泡米的最“正宗”吃法不是直接干吃,而是抓起几把泡米放进碗里,撒些白糖,然后用刚烧开的热水冲泡,拿汤匙搅动,不多时,一碗香喷喷的冲泡米便做好了。在物质不丰富的九十年代,我老家的乡亲们喜欢用它待客,客人远道而来,而午饭或者晚饭尚早,这时候,主人会很热情地给客人冲上一碗泡米打打尖,垫垫肚子,主客谈笑,乡情浓浓。

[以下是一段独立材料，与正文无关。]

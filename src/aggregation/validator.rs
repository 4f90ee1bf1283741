use chrono::NaiveDate;

use crate::models::DailyBar;
use crate::{Error, Result};

/// Validates daily OHLCV bars before they are folded into weeks
pub struct DailyBarValidator {
    today: Option<NaiveDate>,
}

impl DailyBarValidator {
    pub fn new() -> Self {
        Self { today: None }
    }

    /// Also reject bars dated after `today`
    pub fn with_today(today: NaiveDate) -> Self {
        Self { today: Some(today) }
    }

    /// Validate a bar for correctness
    pub fn validate(&self, bar: &DailyBar) -> Result<()> {
        self.validate_prices(bar)?;
        self.validate_date(bar)?;
        self.validate_ohlc_relationship(bar)?;
        Ok(())
    }

    /// Keep only valid bars; returns them with the number rejected
    pub fn filter_valid(&self, bars: Vec<DailyBar>) -> (Vec<DailyBar>, usize) {
        let mut rejected = 0;
        let valid = bars
            .into_iter()
            .filter(|bar| match self.validate(bar) {
                Ok(()) => true,
                Err(e) => {
                    tracing::warn!("Skipping daily bar {}: {}", bar.date, e);
                    rejected += 1;
                    false
                }
            })
            .collect();

        (valid, rejected)
    }

    fn validate_prices(&self, bar: &DailyBar) -> Result<()> {
        let prices = [
            ("open", bar.open),
            ("high", bar.high),
            ("low", bar.low),
            ("close", bar.close),
        ];
        for (name, value) in prices {
            if !value.is_finite() || value <= 0.0 {
                return Err(invalid(format!("Invalid {} price: {}", name, value)));
            }
        }
        if bar.volume < 0 {
            return Err(invalid(format!("Invalid volume: {}", bar.volume)));
        }
        Ok(())
    }

    fn validate_date(&self, bar: &DailyBar) -> Result<()> {
        if let Some(today) = self.today {
            if bar.date > today {
                return Err(invalid(format!(
                    "Bar date is in the future: {} (today: {})",
                    bar.date, today
                )));
            }
        }
        Ok(())
    }

    fn validate_ohlc_relationship(&self, bar: &DailyBar) -> Result<()> {
        if bar.high < bar.low {
            return Err(invalid(format!("High ({}) is less than low ({})", bar.high, bar.low)));
        }
        if bar.high < bar.open || bar.high < bar.close {
            return Err(invalid(format!(
                "High ({}) is below open ({}) or close ({})",
                bar.high, bar.open, bar.close
            )));
        }
        if bar.low > bar.open || bar.low > bar.close {
            return Err(invalid(format!(
                "Low ({}) is above open ({}) or close ({})",
                bar.low, bar.open, bar.close
            )));
        }
        Ok(())
    }
}

fn invalid(message: String) -> Error {
    Error::InvalidData(message)
}

impl Default for DailyBarValidator {
    fn default() -> Self {
        Self::new()
    }
}

#[cfg(test)]
mod tests {
    use super::*;

    fn make_valid_bar() -> DailyBar {
        DailyBar {
            date: NaiveDate::from_ymd_opt(2024, 3, 4).unwrap(),
            open: 100.0,
            high: 102.0,
            low: 99.0,
            close: 101.0,
            volume: 1_000_000,
        }
    }

    #[test]
    fn test_valid_bar() {
        let validator = DailyBarValidator::new();
        assert!(validator.validate(&make_valid_bar()).is_ok());
    }

    #[test]
    fn test_zero_volume_is_allowed() {
        let validator = DailyBarValidator::new();
        let mut bar = make_valid_bar();
        bar.volume = 0;
        assert!(validator.validate(&bar).is_ok());
    }

    #[test]
    fn test_negative_values_rejected() {
        let validator = DailyBarValidator::new();

        let mut bar = make_valid_bar();
        bar.close = -1.0;
        assert!(validator.validate(&bar).is_err());

        let mut bar = make_valid_bar();
        bar.volume = -5;
        assert!(validator.validate(&bar).is_err());

        let mut bar = make_valid_bar();
        bar.open = f64::NAN;
        assert!(validator.validate(&bar).is_err());
    }

    #[test]
    fn test_high_below_low_rejected() {
        let validator = DailyBarValidator::new();
        let mut bar = make_valid_bar();
        bar.high = 98.0;
        let err = validator.validate(&bar).unwrap_err();
        assert!(err.to_string().contains("less than low"));
    }

    #[test]
    fn test_close_outside_range_rejected() {
        let validator = DailyBarValidator::new();
        let mut bar = make_valid_bar();
        bar.close = 103.0;
        assert!(validator.validate(&bar).is_err());
    }

    #[test]
    fn test_future_date_rejected() {
        let today = NaiveDate::from_ymd_opt(2024, 3, 1).unwrap();
        let validator = DailyBarValidator::with_today(today);
        assert!(validator.validate(&make_valid_bar()).is_err());
    }

    #[test]
    fn test_filter_valid_counts_rejections() {
        let validator = DailyBarValidator::new();
        let mut bad = make_valid_bar();
        bad.low = 150.0;

        let (valid, rejected) = validator.filter_valid(vec![make_valid_bar(), bad]);
        assert_eq!(valid.len(), 1);
        assert_eq!(rejected, 1);
    }
}
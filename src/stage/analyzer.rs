use chrono::NaiveDate;
use serde::Serialize;

use super::classifier::{StageClassifier, StageFold};
use crate::models::{Instrument, Stage, WeeklyBar};
use crate::pipeline::{run_batch, BatchOptions, BatchReport};
use crate::store::Store;
use crate::Result;

/// One row of a stage history
#[derive(Debug, Clone, PartialEq, Serialize)]
pub struct StageHistoryEntry {
    pub week_end_date: NaiveDate,
    pub stage: Stage,
    pub close: f64,
    pub trend_indicator: Option<f64>,
    pub trend_slope: Option<f64>,
}

#[derive(Debug, Clone, PartialEq, Serialize)]
pub struct StageSummary {
    pub symbol: String,
    pub current_stage: Stage,
    /// Consecutive most recent weeks in `current_stage`
    pub weeks_in_stage: usize,
    /// Oldest first
    pub history: Vec<StageHistoryEntry>,
}

/// Writes stages for stored weekly bars
pub struct StageAnalyzer<'a> {
    store: &'a dyn Store,
    classifier: StageClassifier,
    options: BatchOptions,
}

impl<'a> StageAnalyzer<'a> {
    pub fn new(store: &'a dyn Store, classifier: StageClassifier) -> Self {
        Self {
            store,
            classifier,
            options: BatchOptions::default(),
        }
    }

    pub fn with_options(mut self, options: BatchOptions) -> Self {
        self.options = options;
        self
    }

    /// Re-classify the last `weeks_back` analysable weeks (0 = all)
    ///
    /// The fold is seeded with the stored stage of the week just before the
    /// window. Only weeks whose stage changes are written. Returns how many.
    pub async fn analyze_instrument(&self, instrument: &Instrument, weeks_back: usize) -> Result<usize> {
        let weeks: Vec<WeeklyBar> = self
            .store
            .load_weekly_bars(instrument.id)
            .await?
            .into_iter()
            .filter(|w| w.trend_indicator.is_some())
            .collect();

        if weeks.is_empty() {
            tracing::debug!("{}: no weeks with a trend indicator yet", instrument.symbol);
            return Ok(0);
        }

        let start = if weeks_back == 0 {
            0
        } else {
            weeks.len().saturating_sub(weeks_back)
        };
        let seed = start.checked_sub(1).and_then(|i| weeks[i].stage);

        let mut fold = StageFold::new(self.classifier, seed);
        let changes: Vec<(NaiveDate, Stage)> = weeks[start..]
            .iter()
            .filter_map(|week| {
                let stage = fold.push(week);
                (week.stage != Some(stage)).then_some((week.week_end_date, stage))
            })
            .collect();

        if !changes.is_empty() {
            self.store.update_stages(instrument.id, &changes).await?;
        }

        tracing::debug!(
            "{}: analysed {} weeks, {} stage changes, now {}",
            instrument.symbol,
            weeks.len() - start,
            changes.len(),
            fold.previous().map(|s| s.to_string()).unwrap_or_default()
        );

        Ok(changes.len())
    }

    pub async fn analyze_all(&self, weeks_back: usize) -> Result<BatchReport> {
        let instruments = self.store.active_instruments().await?;
        tracing::info!(
            "Analyzing stages for {} instruments (weeks_back={})",
            instruments.len(),
            weeks_back
        );

        Ok(run_batch("stage analysis", &instruments, self.options, |instrument| {
            self.analyze_instrument(instrument, weeks_back)
        })
        .await)
    }

    /// Current stage plus the last `weeks` classified weeks
    ///
    /// `None` when the instrument has no classified week.
    pub async fn stage_summary(&self, instrument: &Instrument, weeks: usize) -> Result<Option<StageSummary>> {
        let classified: Vec<(WeeklyBar, Stage)> = self
            .store
            .load_weekly_bars(instrument.id)
            .await?
            .into_iter()
            .filter_map(|w| w.stage.map(|s| (w, s)))
            .collect();

        let Some(&(_, current_stage)) = classified.last() else {
            return Ok(None);
        };

        let weeks_in_stage = classified
            .iter()
            .rev()
            .take_while(|(_, s)| *s == current_stage)
            .count();

        let start = classified.len().saturating_sub(weeks);
        let history = classified[start..]
            .iter()
            .map(|(w, stage)| StageHistoryEntry {
                week_end_date: w.week_end_date,
                stage: *stage,
                close: w.close,
                trend_indicator: w.trend_indicator,
                trend_slope: w.trend_slope,
            })
            .collect();

        Ok(Some(StageSummary {
            symbol: instrument.symbol.clone(),
            current_stage,
            weeks_in_stage,
            history,
        }))
    }

    /// Active instruments whose latest weekly bar is in `stage`
    pub async fn instruments_in_stage(&self, stage: Stage) -> Result<Vec<(Instrument, WeeklyBar)>> {
        let instruments = self.store.active_instruments().await?;
        let latest = self.store.latest_weekly_bars().await?;

        Ok(instruments
            .into_iter()
            .filter_map(|instrument| {
                latest
                    .iter()
                    .find(|w| w.instrument_id == instrument.id && w.stage == Some(stage))
                    .map(|w| (instrument, w.clone()))
            })
            .collect())
    }
}
//! Export projector
//!
//! Reconstructs the two original document shapes from the normalized
//! store. The round-trip is lossy where the store is richer than a shape
//! (catalog soil_type is single-valued) and where union merging erased
//! which source a set member came from. Interaction direction is also
//! gone: both participants of a stored pair list each other.

use crate::seasonality::Activity;
use crate::source::{
    CatalogPlant, CatalogRequirements, CatalogStage, KbPlant, MonthValue, RawSeasonality,
    RawWindow,
};
use crate::{months, Result};
use sqlx::SqlitePool;
use tracing::info;

/// Both reconstructed documents, plants in primary key order.
#[derive(Debug, Default)]
pub struct ExportedDocuments {
    pub catalog: Vec<CatalogPlant>,
    pub knowledge_base: Vec<KbPlant>,
}

/// Project the whole store back into both document shapes.
pub async fn export_documents(pool: &SqlitePool) -> Result<ExportedDocuments> {
    let plants = sqlx::query_as::<_, PlantRow>(
        r#"
        SELECT plant_id, common_name, scientific_name, family, plant_type, life_cycle, notes
        FROM plants
        ORDER BY plant_id
        "#,
    )
    .fetch_all(pool)
    .await?;

    let mut documents = ExportedDocuments::default();

    for plant in &plants {
        let requirements = load_requirements(pool, &plant.plant_id).await?;
        let soil_types = load_soil_types(pool, &plant.plant_id).await?;
        let stages = load_stages(pool, &plant.plant_id).await?;
        let seasonality = load_seasonality(pool, &plant.plant_id).await?;
        let (companions, incompatibles) = load_interactions(pool, &plant.plant_id).await?;
        let pests = load_name_set(pool, "plant_pests", &plant.plant_id).await?;
        let diseases = load_name_set(pool, "plant_diseases", &plant.plant_id).await?;
        let nutrients = load_name_set(pool, "plant_nutrients", &plant.plant_id).await?;

        documents.catalog.push(CatalogPlant {
            id: Some(plant.plant_id.clone()),
            name: Some(plant.common_name.clone()),
            scientific_name: plant.scientific_name.clone(),
            family: plant.family.clone(),
            plant_type: plant.plant_type.clone(),
            life_cycle: plant.life_cycle.clone(),
            notes: non_empty(&plant.notes),
            companions: companions.clone(),
            antagonists: incompatibles.clone(),
            seasonality: seasonality.clone(),
            requirements: Some(CatalogRequirements {
                sunlight: requirements.0.clone(),
                water_requirements: requirements.1.clone(),
                // Single-valued in this shape: lexicographically smallest
                soil_type: soil_types.first().cloned(),
                soil_ph: requirements.2.clone(),
            }),
            stages: stages
                .iter()
                .map(|(name, duration, interval)| CatalogStage {
                    id: None,
                    name: Some(name.clone()),
                    duration_days: *duration,
                    water_frequency_days: *interval,
                })
                .collect(),
        });

        documents.knowledge_base.push(KbPlant {
            plant_id: Some(plant.plant_id.clone()),
            common_name: Some(plant.common_name.clone()),
            scientific_name: plant.scientific_name.clone(),
            family: plant.family.clone(),
            plant_type: plant.plant_type.clone(),
            life_cycle: plant.life_cycle.clone(),
            notes: non_empty(&plant.notes),
            sunlight: requirements.0,
            water_requirements: requirements.1,
            soil_ph: requirements.2,
            soil_type: soil_types,
            companion_plants: companions,
            incompatible_plants: incompatibles,
            seasonality,
            common_pests: pests,
            common_diseases: diseases,
            nutrient_preferences: nutrients,
            growth_stage: stages.into_iter().map(|(name, _, _)| name).collect(),
        });
    }

    info!("Exported {} plants into both document shapes", plants.len());
    Ok(documents)
}

#[derive(Debug, sqlx::FromRow)]
struct PlantRow {
    plant_id: String,
    common_name: String,
    scientific_name: Option<String>,
    family: Option<String>,
    plant_type: Option<String>,
    life_cycle: Option<String>,
    notes: String,
}

type RequirementsRow = (Option<String>, Option<String>, Option<String>);

async fn load_requirements(pool: &SqlitePool, plant_id: &str) -> Result<RequirementsRow> {
    let row = sqlx::query_as::<_, RequirementsRow>(
        "SELECT sunlight, water_requirements, soil_ph FROM plant_requirements WHERE plant_id = ?",
    )
    .bind(plant_id)
    .fetch_optional(pool)
    .await?;

    Ok(row.unwrap_or((None, None, None)))
}

async fn load_soil_types(pool: &SqlitePool, plant_id: &str) -> Result<Vec<String>> {
    let rows = sqlx::query_scalar::<_, String>(
        "SELECT soil_type FROM plant_soil_types WHERE plant_id = ? ORDER BY soil_type",
    )
    .bind(plant_id)
    .fetch_all(pool)
    .await?;

    Ok(rows)
}

async fn load_stages(
    pool: &SqlitePool,
    plant_id: &str,
) -> Result<Vec<(String, Option<i64>, Option<i64>)>> {
    let rows = sqlx::query_as::<_, (String, Option<i64>, Option<i64>)>(
        r#"
        SELECT name, duration_days, water_interval_days
        FROM plant_growth_stages
        WHERE plant_id = ?
        ORDER BY stage_order
        "#,
    )
    .bind(plant_id)
    .fetch_all(pool)
    .await?;

    Ok(rows)
}

/// First stored window per activity, months rendered back to names.
/// An out-of-range stored month becomes an empty string, not an error.
async fn load_seasonality(pool: &SqlitePool, plant_id: &str) -> Result<RawSeasonality> {
    let rows = sqlx::query_as::<_, (String, i64, i64)>(
        r#"
        SELECT activity, start_month, end_month
        FROM plant_seasonality
        WHERE plant_id = ?
        ORDER BY rowid
        "#,
    )
    .bind(plant_id)
    .fetch_all(pool)
    .await?;

    let mut seasonality = RawSeasonality::new();
    for (activity, start_month, end_month) in rows {
        if Activity::parse(&activity).is_none() {
            continue;
        }
        seasonality.entry(activity).or_insert_with(|| RawWindow {
            start_month: Some(MonthValue::Name(
                months::decode_or_empty(start_month).to_string(),
            )),
            end_month: Some(MonthValue::Name(
                months::decode_or_empty(end_month).to_string(),
            )),
        });
    }

    Ok(seasonality)
}

/// Interaction partners of a plant, regardless of stored direction.
async fn load_interactions(pool: &SqlitePool, plant_id: &str) -> Result<(Vec<String>, Vec<String>)> {
    let rows = sqlx::query_as::<_, (String, String, String)>(
        r#"
        SELECT plant_a, plant_b, type
        FROM plant_interactions
        WHERE plant_a = ? OR plant_b = ?
        ORDER BY plant_a, plant_b
        "#,
    )
    .bind(plant_id)
    .bind(plant_id)
    .fetch_all(pool)
    .await?;

    let mut companions = Vec::new();
    let mut incompatibles = Vec::new();
    for (plant_a, plant_b, kind) in rows {
        let partner = if plant_a == plant_id { plant_b } else { plant_a };
        match kind.as_str() {
            "companion" => companions.push(partner),
            "incompatible" => incompatibles.push(partner),
            _ => {}
        }
    }

    Ok((companions, incompatibles))
}

async fn load_name_set(pool: &SqlitePool, table: &str, plant_id: &str) -> Result<Vec<String>> {
    let sql = format!("SELECT name FROM {table} WHERE plant_id = ? ORDER BY name");
    let rows = sqlx::query_scalar::<_, String>(&sql)
        .bind(plant_id)
        .fetch_all(pool)
        .await?;

    Ok(rows)
}

fn non_empty(value: &str) -> Option<String> {
    if value.is_empty() {
        None
    } else {
        Some(value.to_string())
    }
}
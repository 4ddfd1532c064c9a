//! Normalized store access
//!
//! SQLite via sqlx. Opening the store creates the database file and the
//! full relational schema if missing; creation is idempotent.

pub mod schema;

use crate::Result;
use sqlx::sqlite::SqlitePoolOptions;
use sqlx::SqlitePool;
use std::path::Path;
use tracing::info;

/// Open (or create) the store at `db_path` and ensure the schema exists.
pub async fn open_store(db_path: &Path) -> Result<SqlitePool> {
    let newly_created = !db_path.exists();

    if let Some(parent) = db_path.parent() {
        std::fs::create_dir_all(parent)?;
    }

    // mode=rwc: read, write, create
    let db_url = format!("sqlite://{}?mode=rwc", db_path.display());
    let pool = SqlitePoolOptions::new()
        .max_connections(5)
        .connect(&db_url)
        .await?;

    if newly_created {
        info!("Initialized new store: {}", db_path.display());
    } else {
        info!("Opened existing store: {}", db_path.display());
    }

    // Referential completeness is part of the normalizer's contract;
    // enforce it rather than trusting it
    sqlx::query("PRAGMA foreign_keys = ON").execute(&pool).await?;

    schema::create_all_tables(&pool).await?;

    Ok(pool)
}

/// Open an in-memory store with the full schema, for tests.
pub async fn open_memory_store() -> Result<SqlitePool> {
    let pool = SqlitePoolOptions::new()
        .max_connections(1)
        .connect("sqlite::memory:")
        .await?;
    sqlx::query("PRAGMA foreign_keys = ON").execute(&pool).await?;
    schema::create_all_tables(&pool).await?;
    Ok(pool)
}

泡米还有另外一种制作方法,那便是从木甑取出熟糯米后,立马找个扁平的盘子来,类似于装瓜子那种小盘,用水将小盘打湿,然后将熟糯米舀进小盘里,用洗净的手将熟糯米由中心向小盘周围方向压平,直至压成小盘面积那般大小。然后将小盘倒扣在簸箕上,一个盘状的糯米饼便做成了。待所有糯米饼做好后,也如法阴干,最后入口却不是用河沙炒,而是用油炸。当糯米饼放进热油锅的那一刻,整个糯米饼也会很快“涨身价”,整个地变大了一圈。在那个经济拮据的年代,我的乡亲平时舍不得吃,待哪一天有亲人生病了,他们便用厚纸将现炸的糯米饼包好,拿着去看望病人,希望病人早日康复,生活能像圆圆的糯米饼一样圆圆满满、顺顺利利。

如今时代飞速发展,生活条件今非昔比,物质生活极大丰富,各种让人眼花缭乱的商品摆在超市货架上供人挑选,然而,我却总也忘不了那一碗简单香甜的泡米。